Icariin rReduces Cadmium-induced Renal Injury in Rats

Abstract

Icariin (ICA), an active ingredient found in Epimedium, possesses antioxidant and anti-inflammatory properties and has garnered widespread attention in recent years. This study investigated the protective effects of ICA against cadmium (Cd)-induced kidney injury in rats. Healthy male specific pathogen-free Sprague–Dawley rats were randomly divided into a control group, Cd group, a low-dose ICA group, a middle-dose ICA group, and a high-dose ICA group using a random number table. Tissue and blood samples were analyzed for renal function markers, histopathology, and gene expression.
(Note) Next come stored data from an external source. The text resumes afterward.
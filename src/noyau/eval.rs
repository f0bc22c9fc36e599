//! Noyau - opérations binaires
//!
//! a op b en double précision, avec politique d’erreur explicite :
//! - ÷ 0 (ou racine d’indice 0) => DivisionParZero
//! - tout résultat NaN / ±∞     => NonFini
//!
//! L’arrondi d’affichage (10 décimales) est fait plus tard, dans format.rs.

use super::erreur::{exiger_fini, ErreurCalcul};

#[derive(Clone, Copy, Debug, PartialEq, Eq)]
pub enum Operateur {
    Plus,
    Moins,
    Fois,
    Divise,
    /// x^y : a puissance b
    Puissance,
    /// y√x : racine a-ième de b
    Racine,
}

impl Operateur {
    /// Symbole affiché dans la trace ("7 + 3 =") et sur la touche.
    pub const fn symbole(self) -> &'static str {
        match self {
            Operateur::Plus => "+",
            Operateur::Moins => "−",
            Operateur::Fois => "×",
            Operateur::Divise => "÷",
            Operateur::Puissance => "x^y",
            Operateur::Racine => "y√x",
        }
    }

    /// Réservé au mode paysage.
    pub fn est_scientifique(self) -> bool {
        matches!(self, Operateur::Puissance | Operateur::Racine)
    }
}

/// Évalue a op b.
pub fn calculer(a: f64, b: f64, op: Operateur) -> Result<f64, ErreurCalcul> {
    let r = match op {
        Operateur::Plus => a + b,
        Operateur::Moins => a - b,
        Operateur::Fois => a * b,
        Operateur::Divise => {
            if b == 0.0 {
                return Err(ErreurCalcul::DivisionParZero);
            }
            a / b
        }
        Operateur::Puissance => a.powf(b),
        Operateur::Racine => racine_nieme(b, a)?,
    };
    exiger_fini(r)
}

/// Racine n-ième réelle. Indice entier impair sur négatif : racine réelle négative.
fn racine_nieme(x: f64, n: f64) -> Result<f64, ErreurCalcul> {
    if n == 0.0 {
        return Err(ErreurCalcul::DivisionParZero);
    }
    let impair = n.fract() == 0.0 && (n % 2.0).abs() == 1.0;
    if x < 0.0 && impair {
        return Ok(-(-x).powf(n.recip()));
    }
    Ok(x.powf(n.recip()))
}
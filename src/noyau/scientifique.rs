// src/noyau/scientifique.rs
//
// Fonctions scientifiques unaires (mode paysage)
// ----------------------------------------------
// - unaires : x², x³, 1/x, √x, ³√x, e^x, 10^x, ln, log, trig, hyperboliques, x!
// - constantes (sans opérande) : π, e, Rand
// - tout résultat non fini => ErreurCalcul (fatale pour l’expression)
//
// La factorielle est calculée exactement (BigInt) puis convertie : 170! est le dernier fini en f64.

use num_bigint::BigInt;
use num_traits::{One, ToPrimitive};

use super::erreur::{exiger_fini, ErreurCalcul};
use super::trig::{trig, ModeAngle, TrigFn};

/// Au-delà, n! dépasse f64::MAX.
const FACTORIELLE_MAX: f64 = 170.0;

#[derive(Clone, Copy, Debug, PartialEq, Eq)]
pub enum FonctionSci {
    Carre,
    Cube,
    Inverse,
    RacineCarree,
    RacineCubique,
    ExpNaturelle,
    DixPuissance,
    Ln,
    Log10,
    Sin,
    Cos,
    Tan,
    Sinh,
    Cosh,
    Tanh,
    Factorielle,
    Pi,
    E,
    Aleatoire,
}

impl FonctionSci {
    /// Constante : n’a pas besoin d’opérande.
    pub fn est_constante(self) -> bool {
        matches!(self, FonctionSci::Pi | FonctionSci::E | FonctionSci::Aleatoire)
    }

    /// Libellé de touche.
    pub const fn libelle(self) -> &'static str {
        match self {
            FonctionSci::Carre => "x²",
            FonctionSci::Cube => "x³",
            FonctionSci::Inverse => "1/x",
            FonctionSci::RacineCarree => "√x",
            FonctionSci::RacineCubique => "³√x",
            FonctionSci::ExpNaturelle => "e^x",
            FonctionSci::DixPuissance => "10^x",
            FonctionSci::Ln => "ln",
            FonctionSci::Log10 => "log",
            FonctionSci::Sin => "sin",
            FonctionSci::Cos => "cos",
            FonctionSci::Tan => "tan",
            FonctionSci::Sinh => "sinh",
            FonctionSci::Cosh => "cosh",
            FonctionSci::Tanh => "tanh",
            FonctionSci::Factorielle => "x!",
            FonctionSci::Pi => "π",
            FonctionSci::E => "e",
            FonctionSci::Aleatoire => "Rand",
        }
    }
}

/// Applique f à x. Pour les constantes, x est ignoré.
/// `tirage` fournit un uniforme dans [0,1) (injectable pour les tests).
pub fn appliquer(
    f: FonctionSci,
    x: f64,
    angle: ModeAngle,
    tirage: fn() -> f64,
) -> Result<f64, ErreurCalcul> {
    use FonctionSci::*;

    let r = match f {
        Carre => x * x,
        Cube => x * x * x,
        Inverse => {
            if x == 0.0 {
                return Err(ErreurCalcul::DivisionParZero);
            }
            x.recip()
        }
        RacineCarree => x.sqrt(),
        RacineCubique => x.cbrt(),
        ExpNaturelle => x.exp(),
        DixPuissance => 10f64.powf(x),
        Ln => x.ln(),
        Log10 => x.log10(),

        Sin => trig(TrigFn::Sin, x, angle)?,
        Cos => trig(TrigFn::Cos, x, angle)?,
        Tan => trig(TrigFn::Tan, x, angle)?,

        Sinh => x.sinh(),
        Cosh => x.cosh(),
        Tanh => x.tanh(),

        Factorielle => factorielle(x)?,

        Pi => std::f64::consts::PI,
        E => std::f64::consts::E,
        Aleatoire => tirage(),
    };
    exiger_fini(r)
}

fn factorielle(x: f64) -> Result<f64, ErreurCalcul> {
    if x < 0.0 || x.fract() != 0.0 {
        return Err(ErreurCalcul::Factorielle);
    }
    if x > FACTORIELLE_MAX {
        return Err(ErreurCalcul::NonFini);
    }

    let n = x as u32;
    let produit = (2..=n).fold(BigInt::one(), |acc, k| acc * k);
    produit.to_f64().ok_or(ErreurCalcul::NonFini)
}
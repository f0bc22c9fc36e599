//! Noyau - machine à états de la calculatrice
//!
//! Modèle opérande / opérateur (sans évaluation de texte libre) :
//! - `tampon`  : opérande active (voir saisie.rs)
//! - `attente` : première opérande + opérateur en attente (les deux, ou rien)
//! - `trace`   : ligne “opération” figée après "="
//!
//! Une seule entrée : `appliquer(Action) -> Issue`.
//! Sorties : `affichage()`, `trace()`, `mode_angle()`.
//!
//! Enchaînement sans priorité : 4 + 3 × 2 = 14 (4 + 3 est calculé dès la pression de ×).
//! Toute ErreurCalcul => sentinelle "Error" + purge de l’opération en attente.

use super::action::Action;
use super::erreur::ErreurCalcul;
use super::eval::{calculer, Operateur};
use super::format::{formater_resultat, lire, localiser, Separateur};
use super::memoire::Memoire;
use super::saisie::Tampon;
use super::scientifique::{self, FonctionSci};
use super::trace::Trace;
use super::trig::ModeAngle;
use crate::reglages::Reglages;

/// Drapeau fourni par la vue (rapport largeur / hauteur).
#[derive(Clone, Copy, Debug, Default, PartialEq, Eq)]
pub enum Orientation {
    #[default]
    Portrait,
    Paysage,
}

/// Issue d’une action. `Ignoree` n’est pas une panne : c’est un refus volontaire.
#[derive(Clone, Copy, Debug, PartialEq, Eq)]
pub enum Issue {
    Appliquee,
    Ignoree,
    Erreur(ErreurCalcul),
}

impl From<bool> for Issue {
    fn from(applique: bool) -> Self {
        if applique {
            Issue::Appliquee
        } else {
            Issue::Ignoree
        }
    }
}

#[derive(Clone, Debug, PartialEq, Eq)]
struct Attente {
    premier: String,
    operateur: Operateur,
}

fn tirage_systeme() -> f64 {
    rand::random::<f64>()
}

#[derive(Clone, Debug)]
pub struct Calculatrice {
    tampon: Tampon,
    attente: Option<Attente>,
    trace: Trace,
    memoire: Memoire,
    angle: ModeAngle,
    orientation: Orientation,
    reglages: Reglages,
    tirage: fn() -> f64,
}

impl Default for Calculatrice {
    fn default() -> Self {
        Self::new(Reglages::default())
    }
}

impl Calculatrice {
    pub fn new(reglages: Reglages) -> Self {
        Self {
            tampon: Tampon::default(),
            attente: None,
            trace: Trace::default(),
            memoire: Memoire::default(),
            angle: reglages.angle,
            orientation: Orientation::default(),
            reglages,
            tirage: tirage_systeme,
        }
    }

    /// Remplace la source de "Rand" (tests déterministes).
    pub fn avec_tirage(mut self, tirage: fn() -> f64) -> Self {
        self.tirage = tirage;
        self
    }

    /* ------------------------ Sorties ------------------------ */

    /// Valeur affichée (séparateur local), "" en attente de 2e opérande, ou "Error".
    pub fn affichage(&self) -> String {
        localiser(self.tampon.texte(), self.reglages.separateur)
    }

    /// Ligne d’opération (séparateur local).
    pub fn trace(&self) -> String {
        let attente = self
            .attente
            .as_ref()
            .map(|a| (a.premier.as_str(), a.operateur));
        let ligne = self.trace.ligne(attente, self.tampon.est_finalise());
        localiser(&ligne, self.reglages.separateur)
    }

    pub fn mode_angle(&self) -> ModeAngle {
        self.angle
    }

    /// Séparateur décimal affiché (libellé de la touche).
    pub fn separateur(&self) -> Separateur {
        self.reglages.separateur
    }

    pub fn orientation(&self) -> Orientation {
        self.orientation
    }

    /// Indicateur "M" pour la vue.
    pub fn memoire_active(&self) -> bool {
        self.memoire.rappeler().is_some()
    }

    /* ------------------------ Entrées ------------------------ */

    /// Lu par la vue à chaque image ; ne touche pas à l’état de calcul.
    pub fn definir_orientation(&mut self, orientation: Orientation) {
        if self.orientation != orientation {
            tracing::info!(?orientation, "changement d’orientation");
            self.orientation = orientation;
        }
    }

    pub fn appliquer(&mut self, action: Action) -> Issue {
        if self.orientation == Orientation::Portrait && action.est_scientifique() {
            tracing::trace!(?action, "action scientifique refusée en portrait");
            return Issue::Ignoree;
        }

        let issue = match action {
            Action::Chiffre(d) => self.chiffre(d),
            Action::Separateur => self.saisir_separateur(),
            Action::Effacer => self.effacer(),
            Action::EffacerEntree => self.effacer_entree(),
            Action::Retour => self.tampon.retour().into(),
            Action::ChangerSigne => self.edition_instantanee(Tampon::changer_signe),
            Action::Pourcent => {
                let decimales = self.reglages.decimales;
                self.edition_instantanee(|t| t.pourcent(decimales))
            }
            Action::Operateur(op) => self.operateur(op),
            Action::Egal => self.egal(),
            Action::Scientifique(f) => self.scientifique(f),
            Action::MemoireEffacer => {
                self.memoire.effacer();
                Issue::Appliquee
            }
            Action::MemoireAjouter => self.memoire_cumul(Memoire::ajouter),
            Action::MemoireSoustraire => self.memoire_cumul(Memoire::soustraire),
            Action::MemoireRappeler => self.memoire_rappel(),
            Action::BasculerAngle => {
                self.angle = self.angle.basculer();
                tracing::debug!(angle = ?self.angle, "mode d’angle");
                Issue::Appliquee
            }
        };

        match issue {
            Issue::Appliquee => {
                tracing::trace!(?action, affichage = %self.tampon.texte(), "action appliquée")
            }
            Issue::Ignoree => tracing::trace!(?action, "saisie ignorée"),
            Issue::Erreur(e) => tracing::debug!(?action, erreur = %e, "passage en erreur"),
        }
        issue
    }

    /* ------------------------ Saisie ------------------------ */

    fn plafond(&self) -> usize {
        self.reglages.chiffres_max(self.orientation)
    }

    fn chiffre(&mut self, d: u8) -> Issue {
        let plafond = self.plafond();
        if !self.tampon.chiffre(d, plafond) {
            return Issue::Ignoree;
        }
        self.trace.effacer();
        Issue::Appliquee
    }

    fn saisir_separateur(&mut self) -> Issue {
        if !self.tampon.separateur() {
            return Issue::Ignoree;
        }
        self.trace.effacer();
        Issue::Appliquee
    }

    /// AC
    fn effacer(&mut self) -> Issue {
        self.tampon = Tampon::default();
        self.attente = None;
        self.trace.effacer();
        Issue::Appliquee
    }

    /// C
    fn effacer_entree(&mut self) -> Issue {
        self.tampon.vider();
        self.trace.effacer();
        Issue::Appliquee
    }

    /// ±, % : édition immédiate de l’opérande, la trace figée disparaît.
    fn edition_instantanee(&mut self, edition: impl FnOnce(&mut Tampon) -> bool) -> Issue {
        if !edition(&mut self.tampon) {
            return Issue::Ignoree;
        }
        self.trace.effacer();
        Issue::Appliquee
    }

    /* ------------------------ Opérations binaires ------------------------ */

    fn operateur(&mut self, op: Operateur) -> Issue {
        if self.tampon.est_erreur() {
            return Issue::Ignoree;
        }

        let attente = self.attente.take();
        let premier = match attente {
            // nouvelle opération : l’opérande courante (ou "0") devient la première
            None => self.tampon.operande().unwrap_or_else(|| "0".to_string()),

            // résultat tout juste finalisé (%, fonction, MR) : il repart comme première
            // opérande, l’opération en attente est abandonnée
            Some(_) if self.tampon.est_finalise() => {
                self.tampon.operande().unwrap_or_else(|| "0".to_string())
            }

            Some(att) => match self.tampon.operande() {
                // pas encore de 2e opérande : simple remplacement d’opérateur
                None => att.premier,
                // enchaînement : on calcule l’opération en attente d’abord
                Some(second) => match self.evaluer(&att.premier, att.operateur, &second) {
                    Ok(res) => res,
                    Err(e) => return self.basculer_erreur(e),
                },
            },
        };

        self.attente = Some(Attente {
            premier,
            operateur: op,
        });
        self.tampon = Tampon::Vide;
        self.trace.effacer();
        Issue::Appliquee
    }

    fn egal(&mut self) -> Issue {
        if self.tampon.est_erreur() {
            return Issue::Ignoree;
        }
        let Some(att) = self.attente.take() else {
            return Issue::Ignoree;
        };

        // "5 + =" : la première opérande sert aussi de seconde
        let second = self
            .tampon
            .operande()
            .unwrap_or_else(|| att.premier.clone());

        match self.evaluer(&att.premier, att.operateur, &second) {
            Ok(res) => {
                self.trace.figer(&att.premier, att.operateur, &second);
                self.tampon = Tampon::Resultat(res);
                Issue::Appliquee
            }
            Err(e) => self.basculer_erreur(e),
        }
    }

    fn evaluer(&self, a: &str, op: Operateur, b: &str) -> Result<String, ErreurCalcul> {
        let x = lire(a).ok_or(ErreurCalcul::NonFini)?;
        let y = lire(b).ok_or(ErreurCalcul::NonFini)?;
        let r = calculer(x, y, op)?;
        formater_resultat(r, self.reglages.decimales).ok_or(ErreurCalcul::NonFini)
    }

    /* ------------------------ Fonctions scientifiques ------------------------ */

    fn scientifique(&mut self, f: FonctionSci) -> Issue {
        if self.tampon.est_erreur() {
            return Issue::Ignoree;
        }

        let x = if f.est_constante() {
            0.0
        } else {
            match self.tampon.valeur() {
                Some(x) => x,
                None => return Issue::Ignoree,
            }
        };

        let decimales = self.reglages.decimales;
        let resultat = scientifique::appliquer(f, x, self.angle, self.tirage)
            .and_then(|r| formater_resultat(r, decimales).ok_or(ErreurCalcul::NonFini));

        match resultat {
            Ok(txt) => {
                // l’opérateur en attente est conservé : "2 + 9 √x =" donne 5
                self.tampon = Tampon::Resultat(txt);
                self.trace.effacer();
                Issue::Appliquee
            }
            Err(e) => self.basculer_erreur(e),
        }
    }

    /* ------------------------ Mémoire ------------------------ */

    fn memoire_cumul(&mut self, cumul: fn(&mut Memoire, f64)) -> Issue {
        match self.tampon.valeur() {
            Some(x) => {
                cumul(&mut self.memoire, x);
                Issue::Appliquee
            }
            None => Issue::Ignoree,
        }
    }

    fn memoire_rappel(&mut self) -> Issue {
        let texte = self
            .memoire
            .rappeler()
            .and_then(|v| formater_resultat(v, self.reglages.decimales));

        match texte {
            Some(txt) => {
                self.tampon = Tampon::Resultat(txt);
                self.trace.effacer();
                Issue::Appliquee
            }
            None => Issue::Ignoree,
        }
    }

    /* ------------------------ Erreur ------------------------ */

    fn basculer_erreur(&mut self, e: ErreurCalcul) -> Issue {
        self.tampon = Tampon::Erreur;
        self.attente = None;
        self.trace.effacer();
        Issue::Erreur(e)
    }
}
//! src/app/etat.rs
//!
//! État UI (sans vue).
//!
//! Rôle : porter la machine à états du noyau et traduire les gestes de l’interface
//! (clic, touche clavier, redimensionnement) en actions.
//!
//! Contrats :
//! - Aucune arithmétique ici : tout passe par `Calculatrice::appliquer`.
//! - L’orientation suit la forme de la fenêtre (plus large que haute => paysage).

use eframe::egui;
use tracing::debug;

use crate::noyau::{Action, Calculatrice, Issue, Orientation};
use crate::reglages::Reglages;

#[derive(Clone, Debug)]
pub struct AppCalc {
    pub calc: Calculatrice,
}

impl Default for AppCalc {
    fn default() -> Self {
        Self::new(Reglages::default())
    }
}

impl AppCalc {
    pub fn new(reglages: Reglages) -> Self {
        Self {
            calc: Calculatrice::new(reglages),
        }
    }

    /// Touche (écran ou clavier) : une action, une issue.
    pub fn presser(&mut self, action: Action) -> Issue {
        let issue = self.calc.appliquer(action);
        if issue == Issue::Ignoree {
            debug!(?action, "touche sans effet");
        }
        issue
    }

    /// Recalcule l’orientation depuis la taille de la zone utile.
    pub fn suivre_orientation(&mut self, largeur: f32, hauteur: f32) {
        self.calc
            .definir_orientation(orientation_depuis(largeur, hauteur));
    }
}

/// Carré ou plus haut que large : portrait.
pub fn orientation_depuis(largeur: f32, hauteur: f32) -> Orientation {
    if largeur > hauteur {
        Orientation::Paysage
    } else {
        Orientation::Portrait
    }
}

/// Raccourcis clavier (natif + web).
/// - caractères tapés : chiffres, + - * / ^, . ou , , %, =
/// - Enter = égal, Backspace = retour, Escape = AC, Delete = C
pub fn action_clavier(ev: &egui::Event) -> Option<Action> {
    match ev {
        egui::Event::Text(t) => {
            let mut cs = t.chars();
            let c = cs.next()?;
            if cs.next().is_some() {
                return None;
            }
            Action::depuis_caractere(c)
        }
        egui::Event::Key {
            key, pressed: true, ..
        } => match key {
            egui::Key::Enter => Some(Action::Egal),
            egui::Key::Backspace => Some(Action::Retour),
            egui::Key::Escape => Some(Action::Effacer),
            egui::Key::Delete => Some(Action::EffacerEntree),
            _ => None,
        },
        _ => None,
    }
}
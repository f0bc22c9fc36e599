// src/noyau/saisie.rs
//
// Tampon de saisie (opérande active)
// ----------------------------------
// États :
// - Vide      : juste après un opérateur (on attend la 2e opérande)
// - Saisie(s) : nombre en cours de frappe
// - Resultat  : nombre “finalisé” (=, %, fonction, MR) -> le prochain chiffre repart de zéro
// - Erreur    : sentinelle "Error" -> le prochain chiffre repart de zéro
//
// Texte interne canonique : '.' comme séparateur (voir format.rs).
// Contrats :
// - jamais plus de `plafond` chiffres (signe et séparateur exclus)
// - un seul séparateur par opérande
// - pas de zéro de tête ("0" puis "5" => "5")

use super::format::{compter_chiffres, formater_resultat, lire, SENTINELLE_ERREUR};

/// Plafond absolu de chiffres saisis (les réglages ne peuvent que le baisser).
pub const CHIFFRES_MAX: usize = 15;

#[derive(Clone, Debug, PartialEq, Eq)]
pub enum Tampon {
    Vide,
    Saisie(String),
    Resultat(String),
    Erreur,
}

impl Default for Tampon {
    fn default() -> Self {
        Tampon::Saisie("0".to_string())
    }
}

impl Tampon {
    /* ------------------------ Lecture ------------------------ */

    /// Texte interne (sentinelle incluse).
    pub fn texte(&self) -> &str {
        match self {
            Tampon::Vide => "",
            Tampon::Saisie(s) | Tampon::Resultat(s) => s,
            Tampon::Erreur => SENTINELLE_ERREUR,
        }
    }

    pub fn valeur(&self) -> Option<f64> {
        match self {
            Tampon::Saisie(s) | Tampon::Resultat(s) => lire(s),
            Tampon::Vide | Tampon::Erreur => None,
        }
    }

    /// Opérande prête à être engagée ("3." -> "3"). None si vide ou erreur.
    pub fn operande(&self) -> Option<String> {
        match self {
            Tampon::Saisie(s) => {
                let t = s.strip_suffix('.').unwrap_or(s);
                Some(t.to_string())
            }
            Tampon::Resultat(s) => Some(s.clone()),
            Tampon::Vide | Tampon::Erreur => None,
        }
    }

    pub fn est_erreur(&self) -> bool {
        matches!(self, Tampon::Erreur)
    }

    /// Finalisé : la prochaine frappe démarre un nouveau nombre.
    pub fn est_finalise(&self) -> bool {
        matches!(self, Tampon::Resultat(_) | Tampon::Erreur)
    }

    /* ------------------------ Éditions ------------------------ */

    /// Ajoute un chiffre. Retourne false si la frappe est ignorée.
    pub fn chiffre(&mut self, d: u8, plafond: usize) -> bool {
        if d > 9 {
            return false;
        }
        let c = char::from(b'0' + d);

        match self {
            Tampon::Vide | Tampon::Resultat(_) | Tampon::Erreur => {
                *self = Tampon::Saisie(c.to_string());
                true
            }
            Tampon::Saisie(s) => {
                // zéro seul, signé ou non (DEL peut laisser "-0")
                if s.as_str() == "0" || s.as_str() == "-0" {
                    if d == 0 {
                        return false;
                    }
                    s.pop();
                    s.push(c);
                    return true;
                }
                if compter_chiffres(s) >= plafond.min(CHIFFRES_MAX) {
                    return false;
                }
                s.push(c);
                true
            }
        }
    }

    /// Ajoute le séparateur décimal (une seule fois par opérande).
    pub fn separateur(&mut self) -> bool {
        match self {
            Tampon::Vide | Tampon::Resultat(_) | Tampon::Erreur => {
                *self = Tampon::Saisie("0.".to_string());
                true
            }
            Tampon::Saisie(s) => {
                if s.contains('.') {
                    return false;
                }
                s.push('.');
                true
            }
        }
    }

    /// ± : bascule textuelle du signe (garde "1.50" tel quel). Ignoré sur zéro exact.
    pub fn changer_signe(&mut self) -> bool {
        let s = match self {
            Tampon::Saisie(s) | Tampon::Resultat(s) => s,
            Tampon::Vide | Tampon::Erreur => return false,
        };
        match lire(s) {
            Some(v) if v != 0.0 => {}
            _ => return false,
        }
        if s.starts_with('-') {
            s.remove(0);
        } else {
            s.insert(0, '-');
        }
        true
    }

    /// % : divise par 100 et finalise.
    pub fn pourcent(&mut self, decimales: usize) -> bool {
        let Some(v) = self.valeur() else {
            return false;
        };
        match formater_resultat(v / 100.0, decimales) {
            Some(txt) => {
                *self = Tampon::Resultat(txt);
                true
            }
            None => false,
        }
    }

    /// Retour arrière sur un nombre en cours de frappe.
    pub fn retour(&mut self) -> bool {
        let Tampon::Saisie(s) = self else {
            return false;
        };
        if s.as_str() == "0" {
            return false;
        }
        s.pop();
        if s.is_empty() || s.as_str() == "-" {
            *s = "0".to_string();
        }
        true
    }

    /// C : remet l’opérande à "0".
    pub fn vider(&mut self) {
        *self = Tampon::default();
    }
}
// src/noyau/trace.rs
//
// Trace d’opération (ligne secondaire au-dessus de l’affichage)
// -------------------------------------------------------------
// Priorité :
// 1) opération terminée figée : "7 + 3 ="    (jusqu’à la prochaine saisie / opérateur)
// 2) opération en attente     : "7 +"        (masquée tant que le tampon est finalisé)
// 3) rien
//
// Texte interne ('.'), localisé par la machine au moment de l’affichage.

use super::eval::Operateur;

#[derive(Clone, Debug, Default, PartialEq, Eq)]
pub struct Trace {
    figee: String,
}

impl Trace {
    /// Fige "A op B =" après un calcul complet.
    pub fn figer(&mut self, a: &str, op: Operateur, b: &str) {
        self.figee = format!("{a} {} {b} =", op.symbole());
    }

    pub fn effacer(&mut self) {
        self.figee.clear();
    }

    pub fn est_figee(&self) -> bool {
        !self.figee.is_empty()
    }

    /// Ligne à afficher, dérivée de l’état courant.
    pub fn ligne(&self, attente: Option<(&str, Operateur)>, tampon_finalise: bool) -> String {
        if self.est_figee() {
            return self.figee.clone();
        }
        match attente {
            Some((premier, op)) if !tampon_finalise => format!("{premier} {}", op.symbole()),
            _ => String::new(),
        }
    }
}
We found that ICA intervention ameliorates Cd-induced nephrotoxicity by enhancing glomerular filtration, mitigating renal tubular epithelial cell damage, reducing cellular degeneration and edema, and decreasing oxidative stress. ICA demonstrated anti-apoptotic activity through the regulation of pro- and anti-apoptotic gene transcription and by inhibiting apoptosis, thus protecting the kidneys. ICA also exhibited anti-inflammatory effects by reducing the transcription of Cd-induced pro-inflammatory genes, inhibiting nucleotide oligomerization domain-like receptor pyrin domain-containing 3 (NLRP3) inflammasome formation, and preventing pyroptosis. ICA potentially regulated the Toll-like receptor 4/P2rx7/nuclear factor kappa B signaling pathway, which modulated the activation of the NLRP3 inflammasome and contributed to its anti-inflammatory action. ICA reduced Cd-induced renal injury in rats, likely through a mechanism involving antioxidant, anti-apoptotic, and anti-inflammatory effects.